Addy Osmani
Prakanshul Saxena
My name is Prakanshul Saxena, senior year student, IIT Bhilai, in EE discipline. Below is a project report of my work in GSoC’22 @ INCF under the mentorship of Suresh Krishna and Dinesh Sathia Raj.
Sept 12, 2022 •

Background on Project

Last year, on this project, a similar implementation of the model by Google was done and the results regarding the same were obtained. A detailed summary regarding the background of the project is available on -https://dssr2.github.io/gaze-track/ . Below is the explanation for some useful terms frequently used in this report.

Important Terms

  • .tfrec file

    The TFRecord format is a simple format for storing a sequence of binary records.

  • Gazetrack dataset

    The main dataset whose split and directory structure are explained below.

  • Google Model

    The .tflite model provided by Google for experiment purposes.

  • SVR

    Multi-Regression Support Vector Machine

  • Individual Datapoint (gazetrack)

    The visualization of a tfrec data point is given below.
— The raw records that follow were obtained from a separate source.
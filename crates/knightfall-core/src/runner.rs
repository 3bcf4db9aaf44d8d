//! Async driver for a round: owns the interval timer, feeds ticks and
//! queued inputs into [`RoundState`], and reports progress through a
//! [`RoundObserver`].
//!
//! The runner is the only place where wall time exists. Everything below
//! it is synchronous and tick-addressed, which is what makes the round
//! logic testable without a timer.

use std::sync::Arc;
use std::sync::atomic::{AtomicBool, Ordering};
use std::time::Duration;

use chrono::{DateTime, Utc};
use knightfall_types::{PlayerInput, RoundOutcome, TickUpdate};
use thiserror::Error;
use tokio::sync::mpsc;
use tokio::time::MissedTickBehavior;
use tracing::{info, warn};

use crate::clock::ClockError;
use crate::round::RoundState;

/// Errors the round driver can surface.
#[derive(Debug, Error)]
pub enum RunnerError {
    /// The tick counter overflowed or the clock was misconfigured.
    #[error(transparent)]
    Clock(#[from] ClockError),
}

/// Shared handle for requesting a round to stop from outside the loop.
///
/// Starting a new round stops the previous one through its controls; the
/// old task observes the flag at its next tick and winds down.
#[derive(Debug)]
pub struct RoundControls {
    stop: AtomicBool,
    started_at: DateTime<Utc>,
}

impl RoundControls {
    /// Fresh controls, stamped with the round's start time.
    #[must_use]
    pub fn new() -> Self {
        Self {
            stop: AtomicBool::new(false),
            started_at: Utc::now(),
        }
    }

    /// Ask the running round to stop at its next tick boundary.
    pub fn request_stop(&self) {
        self.stop.store(true, Ordering::SeqCst);
    }

    /// Whether a stop has been requested.
    #[must_use]
    pub fn stop_requested(&self) -> bool {
        self.stop.load(Ordering::SeqCst)
    }

    /// Wall-clock instant the round started.
    #[must_use]
    pub const fn started_at(&self) -> DateTime<Utc> {
        self.started_at
    }
}

impl Default for RoundControls {
    fn default() -> Self {
        Self::new()
    }
}

/// Hook invoked by the runner after every processed tick and once after
/// terminal cleanup. Implementations publish state to whoever renders it.
pub trait RoundObserver: Send {
    /// Called after each tick has been applied, with the update it produced.
    fn on_tick(&mut self, state: &RoundState, update: &TickUpdate);

    /// Called once, after [`RoundState::finalize`] has run.
    fn on_finalized(&mut self, state: &RoundState);
}

/// Observer that does nothing. Useful for tests and headless runs.
#[derive(Debug, Default, Clone, Copy)]
pub struct NoOpObserver;

impl RoundObserver for NoOpObserver {
    fn on_tick(&mut self, _state: &RoundState, _update: &TickUpdate) {}

    fn on_finalized(&mut self, _state: &RoundState) {}
}

/// How a round run came to a halt.
#[derive(Debug, Clone, Copy, PartialEq, Eq)]
pub struct RoundResult {
    /// Terminal outcome, or `None` when the round was stopped externally.
    pub outcome: Option<RoundOutcome>,
    /// Last observed tick value.
    pub last_tick: u64,
}

/// Drive `state` to completion on a fixed `tick_interval`.
///
/// Inputs arriving on `inputs` between ticks are applied immediately;
/// ticks and inputs are serialized on this task, so round state is never
/// touched concurrently. The loop ends when the round reaches a terminal
/// outcome or `controls` request a stop, then sleeps one further interval
/// (letting in-flight explosion highlights run their course) and runs
/// terminal cleanup.
///
/// # Errors
///
/// Returns [`RunnerError::Clock`] if the tick counter overflows.
pub async fn run_round(
    mut state: RoundState,
    controls: Arc<RoundControls>,
    mut inputs: mpsc::Receiver<PlayerInput>,
    mut observer: Box<dyn RoundObserver>,
    tick_interval: Duration,
) -> Result<RoundResult, RunnerError> {
    let mut ticker = tokio::time::interval(tick_interval);
    ticker.set_missed_tick_behavior(MissedTickBehavior::Delay);
    // The first fire is immediate; consume it so tick 0 lands one
    // interval after start, like every tick after it.
    ticker.tick().await;

    let mut inputs_open = true;
    let mut last_tick = 0_u64;

    loop {
        if controls.stop_requested() {
            info!(last_tick, "Stop requested, winding round down");
            break;
        }

        tokio::select! {
            _ = ticker.tick() => {
                let update = state.apply_tick()?;
                last_tick = update.tick;
                observer.on_tick(&state, &update);
                if state.is_ended() {
                    break;
                }
            }
            maybe_input = inputs.recv(), if inputs_open => {
                match maybe_input {
                    Some(input) => state.handle_input(input),
                    None => {
                        // Sender dropped; keep ticking without inputs.
                        warn!("Input channel closed before round end");
                        inputs_open = false;
                    }
                }
            }
        }
    }

    // Inputs are frozen from here; drain nothing further.
    inputs.close();

    tokio::time::sleep(tick_interval).await;
    state.finalize();
    observer.on_finalized(&state);

    let result = RoundResult {
        outcome: state.outcome(),
        last_tick,
    };
    info!(outcome = ?result.outcome, last_tick = result.last_tick, "Round run complete");
    Ok(result)
}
  • MED - Mean Eucledian Distance

Main Idea

To perform various experiments on the Google’s Tflite model to reimplement the results in Accelerating eye movement research via accurate and affordable smartphone eye tracking and analyze the trend of MED on the .tflite model after various versions of SVR. Code for the project is present here

DATASETS

Main Datsets and Splits

This project is based on different versions of the massive Gazecapture Dataset from MIT. Major portion of my work has been on a smaller version of the same dataset - gazetrack.tar.gz. The directory structure of the dataset is explained below.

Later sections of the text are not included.